■ **Assignment**: The lines to reproduce run from the first one below to the line containing "use crate::error::ExportError;", both included. Reproduce them exactly and nothing else.

■ **Collected data**:

■ ■ ■ ■

//! Content-addressed on-disk media cache.
//!
//! ## Layout
//!
//! ```text
//! <cache_dir>/media/
//!   ├─ 3f1c…9a.jpg        one file per URL, named <sha256(url)>.<ext>
//!   └─ .partial-XXXXXX    in-flight write, never matched by lookup
//! ```
//!
//! The digest of the URL is the file stem, so the same URL maps to the same
//! file within and across runs. There is no sidecar metadata: a file that
//! exists with a non-zero size is a valid entry.
//!
//! Writes go to a temp file in the same directory and are then renamed over
//! the final name, so a killed process leaves at worst an orphan
//! `.partial-*` file, never a truncated entry under a real key.

use crate::error::ExportError;
use crate::output::CacheEntry;
use chrono::{DateTime, Utc};
use once_cell::sync::Lazy;
use regex::Regex;
use reqwest::Url;
use sha2::{Digest, Sha256};
use std::io::Write;
use std::path::{Path, PathBuf};
use tracing::{debug, warn};

const PARTIAL_PREFIX: &str = ".partial-";

static RE_EXTENSION: Lazy<Regex> = Lazy::new(|| Regex::new(r"\.([A-Za-z0-9]{2,5})$").unwrap());

/// Deterministic cache key for `url`: lower-case hex SHA-256 of its bytes.
pub fn cache_key(url: &str) -> String {
    hex::encode(Sha256::digest(url.as_bytes()))
}

/// File extension for a media URL.
///
/// Taken from the path (`/media/x.PNG` → `png`), else from a `format=` query
/// parameter as used by image CDNs (`?format=jpg&name=large` → `jpg`),
/// else `bin`.
pub fn media_extension(url: &str) -> String {
    let Ok(parsed) = Url::parse(url) else {
        return "bin".to_string();
    };

    if let Some(caps) = RE_EXTENSION.captures(parsed.path()) {
        return caps[1].to_ascii_lowercase();
    }

    parsed
        .query_pairs()
        .find(|(k, _)| k == "format")
        .map(|(_, v)| v.to_ascii_lowercase())
        .filter(|v| (2..=5).contains(&v.len()) && v.chars().all(|c| c.is_ascii_alphanumeric()))
        .unwrap_or_else(|| "bin".to_string())
}

/// Handle on one cache directory, scoped to a run.
#[derive(Debug, Clone)]
pub struct CacheStore {
    root: PathBuf,
}

impl CacheStore {
    /// Open (creating if needed) the cache directory at `root`.
    pub async fn open(root: impl Into<PathBuf>) -> Result<Self, ExportError> {
        let root = root.into();
        tokio::fs::create_dir_all(&root)
            .await
            .map_err(|source| ExportError::CacheWriteError {
                path: root.clone(),
                source,
            })?;
        debug!("Media cache at {}", root.display());
        Ok(Self { root })
    }

    pub fn root(&self) -> &Path {
        &self.root
    }

    /// Final path of the entry for `url`, whether or not it exists.
    pub fn path_for(&self, url: &str) -> PathBuf {
        self.root
            .join(format!("{}.{}", cache_key(url), media_extension(url)))
    }

    /// Look up a valid entry for `url`.
    ///
    /// A zero-length file is treated as absent so the URL is downloaded again.
    pub async fn lookup(&self, url: &str) -> Option<CacheEntry> {
        let path = self.path_for(url);
        let meta = match tokio::fs::metadata(&path).await {
            Ok(m) => m,
            Err(e) if e.kind() == std::io::ErrorKind::NotFound => return None,
            Err(e) => {
                debug!("Cache lookup failed for {}: {}", path.display(), e);
                return None;
            }
        };

        if !meta.is_file() {
            return None;
        }
        if meta.len() == 0 {
            warn!(
                "Ignoring truncated cache file {} (0 bytes); will re-download",
                path.display()
            );
            return None;
        }

        Some(CacheEntry {
            key: cache_key(url),
            path,
            size: meta.len(),
            created_at: modified_at(&meta),
        })
    }

    /// Atomically store `bytes` as the entry for `url`.
    ///
    /// Committing the same URL twice replaces the file with identical content.
    pub async fn commit(&self, url: &str, bytes: Vec<u8>) -> Result<CacheEntry, ExportError> {
        let root = self.root.clone();
        let path = self.path_for(url);
        let key = cache_key(url);

        tokio::task::spawn_blocking(move || commit_blocking(&root, &path, key, &bytes))
            .await
            .map_err(|e| ExportError::Internal(format!("Cache write task panicked: {}", e)))?
    }

    /// Delete `entry`, returning the bytes freed.
    ///
    /// Returns `None` (and logs) if the file is already gone or cannot be
    /// removed; never fails the run.
    pub async fn remove(&self, entry: &CacheEntry) -> Option<u64> {
        let size = match tokio::fs::metadata(&entry.path).await {
            Ok(m) => m.len(),
            Err(e) => {
                warn!("Cache file {} already gone: {}", entry.path.display(), e);
                return None;
            }
        };

        match tokio::fs::remove_file(&entry.path).await {
            Ok(()) => {
                debug!("Removed {} ({} bytes)", entry.path.display(), size);
                Some(size)
            }
            Err(e) => {
                warn!("Failed to remove {}: {}", entry.path.display(), e);
                None
            }
        }
    }
}

fn commit_blocking(
    root: &Path,
    path: &Path,
    key: String,
    bytes: &[u8],
) -> Result<CacheEntry, ExportError> {
    let write_err = |source: std::io::Error| ExportError::CacheWriteError {
        path: root.to_path_buf(),
        source,
    };

    let mut tmp = tempfile::Builder::new()
        .prefix(PARTIAL_PREFIX)
        .tempfile_in(root)
        .map_err(write_err)?;
    tmp.write_all(bytes).map_err(write_err)?;
    tmp.as_file().sync_all().map_err(write_err)?;
    tmp.persist(path).map_err(|e| write_err(e.error))?;

    let meta = std::fs::metadata(path).map_err(write_err)?;
    debug!("Cached {} bytes at {}", meta.len(), path.display());

    Ok(CacheEntry {
        key,
        path: path.to_path_buf(),
        size: meta.len(),
        created_at: modified_at(&meta),
    })
}

fn modified_at(meta: &std::fs::Metadata) -> DateTime<Utc> {
    meta.modified().map(DateTime::<Utc>::from).unwrap_or_else(|_| Utc::now())
}

#[cfg(test)]
mod tests {
    use super::*;

    const URL: &str = "https://pbs.twimg.com/media/AbC123.jpg";

    #[test]
    fn key_is_stable_and_distinct() {
        assert_eq!(cache_key(URL), cache_key(URL));
        assert_ne!(cache_key(URL), cache_key("https://pbs.twimg.com/media/AbC124.jpg"));
        assert_eq!(cache_key(URL).len(), 64);
    }

    #[test]
    fn extension_from_path_or_query() {
        assert_eq!(media_extension("https://h/a/B.PNG"), "png");
        assert_eq!(
            media_extension("https://pbs.twimg.com/media/X?format=jpg&name=large"),
            "jpg"
        );
        assert_eq!(media_extension("https://h/a/noext"), "bin");
        assert_eq!(media_extension("https://h/a?format=../../x"), "bin");
        assert_eq!(media_extension("garbage"), "bin");
    }

    #[tokio::test]
    async fn lookup_misses_then_hits_after_commit() {
        let dir = tempfile::tempdir().unwrap();
        let store = CacheStore::open(dir.path().join("media")).await.unwrap();

        assert!(store.lookup(URL).await.is_none());

        let entry = store.commit(URL, b"jpeg bytes".to_vec()).await.unwrap();
        assert_eq!(entry.size, 10);
        assert_eq!(entry.key, cache_key(URL));
        assert!(entry.path.ends_with(format!("{}.jpg", cache_key(URL))));

        let hit = store.lookup(URL).await.expect("entry should be found");
        assert_eq!(hit.path, entry.path);
        assert_eq!(hit.size, 10);
    }

    #[tokio::test]
    async fn zero_length_file_is_a_miss() {
        let dir = tempfile::tempdir().unwrap();
        let store = CacheStore::open(dir.path()).await.unwrap();
        std::fs::write(store.path_for(URL), b"").unwrap();
        assert!(store.lookup(URL).await.is_none());
    }

    #[tokio::test]
    async fn commit_twice_is_idempotent() {
        let dir = tempfile::tempdir().unwrap();
        let store = CacheStore::open(dir.path()).await.unwrap();
        let a = store.commit(URL, b"same".to_vec()).await.unwrap();
        let b = store.commit(URL, b"same".to_vec()).await.unwrap();
        assert_eq!(a.path, b.path);
        assert_eq!(std::fs::read(&b.path).unwrap(), b"same");

        // no temp files left behind
        let names: Vec<_> = std::fs::read_dir(dir.path())
            .unwrap()
            .map(|e| e.unwrap().file_name().to_string_lossy().to_string())
            .collect();
        assert_eq!(names.len(), 1, "got {names:?}");
    }

    #[tokio::test]
    async fn orphan_partial_file_is_never_an_entry() {
        let dir = tempfile::tempdir().unwrap();
        let store = CacheStore::open(dir.path()).await.unwrap();
        // simulate a crash mid-write
        std::fs::write(dir.path().join(".partial-abc123"), b"trunc").unwrap();
        assert!(store.lookup(URL).await.is_none());
    }

    #[tokio::test]
    async fn remove_reports_size_and_tolerates_missing_file() {
        let dir = tempfile::tempdir().unwrap();
        let store = CacheStore::open(dir.path()).await.unwrap();
        let entry = store.commit(URL, vec![7u8; 300]).await.unwrap();

        assert_eq!(store.remove(&entry).await, Some(300));
        assert!(!entry.path.exists());
        assert_eq!(store.remove(&entry).await, None);
    }

    #[cfg(unix)]
    #[tokio::test]
    async fn commit_into_readonly_dir_is_cache_write_error() {
        use std::os::unix::fs::PermissionsExt;

        let dir = tempfile::tempdir().unwrap();
        let store = CacheStore::open(dir.path()).await.unwrap();
        std::fs::set_permissions(dir.path(), std::fs::Permissions::from_mode(0o555)).unwrap();

        // root ignores directory permissions; nothing to assert there
        let probe = dir.path().join("probe");
        if std::fs::write(&probe, b"x").is_ok() {
            std::fs::set_permissions(dir.path(), std::fs::Permissions::from_mode(0o755)).unwrap();
            return;
        }

        let err = store.commit(URL, b"x".to_vec()).await.unwrap_err();
        assert!(matches!(err, ExportError::CacheWriteError { .. }));
        std::fs::set_permissions(dir.path(), std::fs::Permissions::from_mode(0o755)).unwrap();
    }
}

■ ■ ■ ■

■ **The completed task**:
//! Content-addressed on-disk media cache.
//!
//! ## Layout
//!
//! ```text
//! <cache_dir>/media/
//!   ├─ 3f1c…9a.jpg        one file per URL, named <sha256(url)>.<ext>
//!   └─ .partial-XXXXXX    in-flight write, never matched by lookup
//! ```
//!
//! The digest of the URL is the file stem, so the same URL maps to the same
//! file within and across runs. There is no sidecar metadata: a file that
//! exists with a non-zero size is a valid entry.
//!
//! Writes go to a temp file in the same directory and are then renamed over
//! the final name, so a killed process leaves at worst an orphan
//! `.partial-*` file, never a truncated entry under a real key.

use crate::error::ExportError;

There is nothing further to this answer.